Between me and the other world there is ever an unasked question: unasked by some through feelings of delicacy; by others through the difficulty of rightly framing it. All, nevertheless, flutter round it. They approach me in a half-hesitant sort of way, eye me curiously or compassionately, and then, instead of saying directly, How does it feel to be a problem? they say, I know an excellent colored man in my town; or, I fought at Mechanicsville; or, Do not these Southern outrages make your blood boil? At these I smile, or am interested, or reduce the boiling to a simmer, as the occasion may require. To the real question, How does it feel to be a problem? I answer seldom a word.

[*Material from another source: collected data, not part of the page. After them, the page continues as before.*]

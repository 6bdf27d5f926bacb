//! Filtering and summarising profile (HMM) search hits.

use crate::tools::traits::DomainHit;
use crate::{AnnotError, Result};
use indexmap::{IndexMap, IndexSet};
use std::collections::HashMap;
use std::path::Path;

pub const DEFAULT_MIN_COVERAGE: f64 = 0.35;
pub const DEFAULT_MAX_EVALUE: f64 = 1e-15;

/// Coverage and e-value gate for a domain hit
#[derive(Debug, Clone, Copy, PartialEq)]
pub struct SignificanceFilter {
    pub min_coverage: f64,
    pub max_evalue: f64,
}

impl Default for SignificanceFilter {
    fn default() -> Self {
        Self {
            min_coverage: DEFAULT_MIN_COVERAGE,
            max_evalue: DEFAULT_MAX_EVALUE,
        }
    }
}

impl SignificanceFilter {
    pub fn with_max_evalue(mut self, max_evalue: f64) -> Self {
        self.max_evalue = max_evalue;
        self
    }

    pub fn is_significant(&self, hit: &DomainHit) -> bool {
        hit.coverage() >= self.min_coverage && hit.full_evalue <= self.max_evalue
    }

    pub fn apply(&self, hits: Vec<DomainHit>) -> Vec<DomainHit> {
        hits.into_iter().filter(|h| self.is_significant(h)).collect()
    }
}

/// Lowest full-sequence e-value per query; the earliest row wins ties.
///
/// Queries come out in order of first appearance.
pub fn top_hit_by_evalue(hits: &[DomainHit]) -> Vec<&DomainHit> {
    let mut best: IndexMap<&str, &DomainHit> = IndexMap::new();
    for hit in hits {
        match best.get_mut(hit.query_id.as_str()) {
            Some(current) if hit.full_evalue < current.full_evalue => *current = hit,
            Some(_) => {}
            None => {
                best.insert(hit.query_id.as_str(), hit);
            }
        }
    }
    best.into_values().collect()
}

/// Hits grouped by query, queries in order of first appearance
pub fn group_by_query(hits: &[DomainHit]) -> IndexMap<&str, Vec<&DomainHit>> {
    let mut groups: IndexMap<&str, Vec<&DomainHit>> = IndexMap::new();
    for hit in hits {
        groups.entry(hit.query_id.as_str()).or_default().push(hit);
    }
    groups
}

/// Distinct values in first-seen order, joined with `"; "`
pub fn join_unique<I, S>(values: I) -> String
where
    I: IntoIterator<Item = S>,
    S: AsRef<str>,
{
    let unique: IndexSet<String> = values
        .into_iter()
        .map(|v| v.as_ref().to_string())
        .filter(|v| !v.is_empty())
        .collect();
    unique.into_iter().collect::<Vec<_>>().join("; ")
}

/// Which score a per-profile threshold applies to
#[derive(Debug, Clone, Copy, PartialEq, Eq)]
pub enum ScoreType {
    Domain,
    Full,
    /// `-` in the table: the profile has no calibrated threshold
    Unscored,
}

impl std::str::FromStr for ScoreType {
    type Err = AnnotError;

    fn from_str(s: &str) -> Result<Self> {
        match s.trim() {
            "domain" => Ok(ScoreType::Domain),
            "full" => Ok(ScoreType::Full),
            "-" | "" => Ok(ScoreType::Unscored),
            other => Err(AnnotError::Parse(format!("unknown score type {}", other))),
        }
    }
}

/// Per-profile metadata table (cutoffs, definitions) keyed by profile name.
///
/// Read from a tab-separated file whose first column is the profile name.
#[derive(Debug, Clone, Default, PartialEq)]
pub struct CutoffTable {
    rows: HashMap<String, HashMap<String, String>>,
}

impl CutoffTable {
    pub fn read_tsv(path: &Path) -> Result<Self> {
        let mut reader = csv::ReaderBuilder::new()
            .delimiter(b'\t')
            .quoting(false)
            .flexible(true)
            .from_path(path)
            .map_err(|e| AnnotError::Parse(format!("{}: {}", path.display(), e)))?;
        let headers = reader.headers()?.clone();

        let mut rows = HashMap::new();
        for record in reader.records() {
            let record = record.map_err(|e| AnnotError::Parse(format!("{}: {}", path.display(), e)))?;
            let mut fields = record.iter();
            let Some(profile) = fields.next() else {
                continue;
            };
            let values = headers
                .iter()
                .skip(1)
                .zip(fields)
                .map(|(h, v)| (h.to_string(), v.to_string()))
                .collect();
            rows.insert(profile.to_string(), values);
        }
        tracing::debug!("Read metadata for {} profiles from {}", rows.len(), path.display());
        Ok(Self { rows })
    }

    pub fn insert(&mut self, profile: &str, column: &str, value: &str) {
        self.rows
            .entry(profile.to_string())
            .or_default()
            .insert(column.to_string(), value.to_string());
    }

    pub fn len(&self) -> usize {
        self.rows.len()
    }

    pub fn is_empty(&self) -> bool {
        self.rows.is_empty()
    }

    pub fn contains(&self, profile: &str) -> bool {
        self.rows.contains_key(profile)
    }

    pub fn get(&self, profile: &str, column: &str) -> Option<&str> {
        self.rows.get(profile)?.get(column).map(String::as_str)
    }

    /// Numeric cell; `-` and unparsable text read as absent
    pub fn number(&self, profile: &str, column: &str) -> Option<f64> {
        self.get(profile, column)?.trim().parse().ok()
    }

    pub fn definition(&self, profile: &str) -> Option<&str> {
        self.get(profile, "definition").filter(|d| !d.is_empty())
    }
}

/// Keep hits scoring strictly above their profile's calibrated threshold.
///
/// The table's `score_type` column picks domain or full-sequence score.
/// Profiles marked `-`, or missing from the table, never pass.
pub fn sig_scores(hits: Vec<DomainHit>, cutoffs: &CutoffTable) -> Result<Vec<DomainHit>> {
    let mut kept = Vec::with_capacity(hits.len());
    for hit in hits {
        let Some(score_type) = cutoffs.get(&hit.target_id, "score_type") else {
            tracing::debug!("No cutoff recorded for profile {}", hit.target_id);
            continue;
        };
        let score = match score_type.parse::<ScoreType>()? {
            ScoreType::Domain => hit.domain_score,
            ScoreType::Full => hit.full_score,
            ScoreType::Unscored => continue,
        };
        if let Some(threshold) = cutoffs.number(&hit.target_id, "threshold") {
            if score > threshold {
                kept.push(hit);
            }
        }
    }
    Ok(kept)
}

Coates' book is the latest in a lineage of literature that has sought to understand how Black people, particularly Black men, survive in a nation that views them, perpetually, as "a problem." The presence of Black people, in a nation that lauds itself as a bastion of freedom, is an unpleasant reminder that the freedom, liberty, and prosperity of its white citizens depended on those benefits being withheld from Black people, who existed in either a state of permanent servility or subjugation.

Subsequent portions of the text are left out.